WHAT IS BEING ASKED:
All entries below are to be set down again, identical to the source.

RAW DATA Block Start

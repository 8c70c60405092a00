use std::str::FromStr;

use indicatif::{ProgressBar, ProgressStyle};
use serde::{Deserialize, Serialize};
use thiserror::Error;
use tracing::{debug, info, warn};

use crate::onchain::{LookupError, StrategistSource};
use crate::vault::{SkippedVault, Vault};

#[derive(Debug, Clone, Copy, Default, Serialize, Deserialize, PartialEq, Eq)]
#[serde(rename_all = "snake_case")]
pub enum AddressMatch {
    #[default]
    Exact,
    CaseInsensitive,
}

impl AddressMatch {
    pub fn matches(self, resolved: &str, target: &str) -> bool {
        match self {
            Self::Exact => resolved == target,
            Self::CaseInsensitive => resolved.eq_ignore_ascii_case(target),
        }
    }
}

#[derive(Debug, Error)]
#[error("unknown address match mode: {0}")]
pub struct AddressMatchParseError(pub String);

impl FromStr for AddressMatch {
    type Err = AddressMatchParseError;

    fn from_str(s: &str) -> Result<Self, Self::Err> {
        match s.trim().to_ascii_lowercase().replace('-', "_").as_str() {
            "exact" => Ok(Self::Exact),
            "case_insensitive" | "ci" => Ok(Self::CaseInsensitive),
            _ => Err(AddressMatchParseError(s.to_string())),
        }
    }
}

#[derive(Debug, Clone, Default)]
pub struct OwnershipOutcome {
    /// Vaults whose strategist equals the target, with `strategist` attached.
    pub matched: Vec<Vault>,
    /// Vaults resolved to some other strategist.
    pub mismatched: Vec<Vault>,
    /// Vaults whose strategist lookup failed.
    pub skipped: Vec<SkippedVault>,
    /// Vaults on chains this tool has no RPC support for; never looked up.
    pub unsupported: Vec<SkippedVault>,
}

/// Resolve each vault's strategist and keep those owned by `target`.
///
/// Lookups run one at a time. A failed lookup only drops that vault and is
/// logged at warn level; vaults on unsupported chains are dropped quietly.
pub async fn filter_by_strategist(
    vaults: Vec<Vault>,
    source: &dyn StrategistSource,
    target: &str,
    mode: AddressMatch,
) -> OwnershipOutcome {
    let progress = progress_bar(vaults.len() as u64);
    let mut outcome = OwnershipOutcome::default();

    for mut vault in vaults {
        progress.inc(1);
        let Some(chain) = vault.supported_chain() else {
            let err = LookupError::UnsupportedChain(vault.chain.clone());
            debug!("skipping {}: {err}", vault.id);
            outcome.unsupported.push(SkippedVault::new(&vault.id, err.to_string()));
            continue;
        };
        let strategist = match source.strategist(chain, &vault.strategy).await {
            Ok(address) => address,
            Err(err) => {
                warn!("skipping {}: {err}", vault.id);
                outcome.skipped.push(SkippedVault::new(&vault.id, err.to_string()));
                continue;
            }
        };

        let is_match = mode.matches(&strategist, target);
        if !is_match && strategist.eq_ignore_ascii_case(target) {
            warn!(
                "{}: strategist {strategist} differs from target only by case; \
                 set strategist.address_match = \"case_insensitive\" to include it",
                vault.id
            );
        }
        vault.strategist = Some(strategist);
        if is_match {
            outcome.matched.push(vault);
        } else {
            outcome.mismatched.push(vault);
        }
    }

    progress.finish_and_clear();
    info!(
        "ownership filter: {} matched, {} other strategist, {} unresolved, {} on unsupported chains",
        outcome.matched.len(),
        outcome.mismatched.len(),
        outcome.skipped.len(),
        outcome.unsupported.len()
    );
    outcome
}

fn progress_bar(len: u64) -> ProgressBar {
    let bar = ProgressBar::new(len);
    if let Ok(style) = ProgressStyle::default_bar().template("  strategists [{bar:40}] {pos}/{len}") {
        bar.set_style(style);
    }
    bar
}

RAW DATA Block End

PROBLEM SOLUTION:
repository 8c70c60405092a00
use std::str::FromStr;

use indicatif::{ProgressBar, ProgressStyle};
use serde::{Deserialize, Serialize};
use thiserror::Error;
use tracing::{debug, info, warn};

use crate::onchain::{LookupError, StrategistSource};
use crate::vault::{SkippedVault, Vault};

#[derive(Debug, Clone, Copy, Default, Serialize, Deserialize, PartialEq, Eq)]
#[serde(rename_all = "snake_case")]
pub enum AddressMatch {
    #[default]
    Exact,
    CaseInsensitive,
}

impl AddressMatch {
    pub fn matches(self, resolved: &str, target: &str) -> bool {
        match self {
            Self::Exact => resolved == target,
            Self::CaseInsensitive => resolved.eq_ignore_ascii_case(target),
        }
    }
}

#[derive(Debug, Error)]
#[error("unknown address match mode: {0}")]
pub struct AddressMatchParseError(pub String);

impl FromStr for AddressMatch {
    type Err = AddressMatchParseError;

    fn from_str(s: &str) -> Result<Self, Self::Err> {
        match s.trim().to_ascii_lowercase().replace('-', "_").as_str() {
            "exact" => Ok(Self::Exact),
            "case_insensitive" | "ci" => Ok(Self::CaseInsensitive),
            _ => Err(AddressMatchParseError(s.to_string())),
        }
    }
}

#[derive(Debug, Clone, Default)]
pub struct OwnershipOutcome {
    /// Vaults whose strategist equals the target, with `strategist` attached.
    pub matched: Vec<Vault>,
    /// Vaults resolved to some other strategist.
    pub mismatched: Vec<Vault>,
    /// Vaults whose strategist lookup failed.
    pub skipped: Vec<SkippedVault>,
    /// Vaults on chains this tool has no RPC support for; never looked up.
    pub unsupported: Vec<SkippedVault>,
}

/// Resolve each vault's strategist and keep those owned by `target`.
///
/// Lookups run one at a time. A failed lookup only drops that vault and is
/// logged at warn level; vaults on unsupported chains are dropped quietly.
pub async fn filter_by_strategist(
    vaults: Vec<Vault>,
    source: &dyn StrategistSource,
    target: &str,
    mode: AddressMatch,
) -> OwnershipOutcome {
    let progress = progress_bar(vaults.len() as u64);
    let mut outcome = OwnershipOutcome::default();

    for mut vault in vaults {
        progress.inc(1);
        let Some(chain) = vault.supported_chain() else {
            let err = LookupError::UnsupportedChain(vault.chain.clone());
            debug!("skipping {}: {err}", vault.id);
            outcome.unsupported.push(SkippedVault::new(&vault.id, err.to_string()));
            continue;
        };
        let strategist = match source.strategist(chain, &vault.strategy).await {
            Ok(address) => address,
            Err(err) => {
                warn!("skipping {}: {err}", vault.id);
                outcome.skipped.push(SkippedVault::new(&vault.id, err.to_string()));
                continue;
            }
        };

        let is_match = mode.matches(&strategist, target);
        if !is_match && strategist.eq_ignore_ascii_case(target) {
            warn!(
                "{}: strategist {strategist} differs from target only by case; \
                 set strategist.address_match = \"case_insensitive\" to include it",
                vault.id
            );
        }
        vault.strategist = Some(strategist);
        if is_match {
            outcome.matched.push(vault);
        } else {
            outcome.mismatched.push(vault);
        }
    }

    progress.finish_and_clear();
    info!(
        "ownership filter: {} matched, {} other strategist, {} unresolved, {} on unsupported chains",
        outcome.matched.len(),
        outcome.mismatched.len(),
        outcome.skipped.len(),
        outcome.unsupported.len()
    );
    outcome
}

fn progress_bar(len: u64) -> ProgressBar {
    let bar = ProgressBar::new(len);
    if let Ok(style) = ProgressStyle::default_bar().template("  strategists [{bar:40}] {pos}/{len}") {
        bar.set_style(style);
    }
    bar
}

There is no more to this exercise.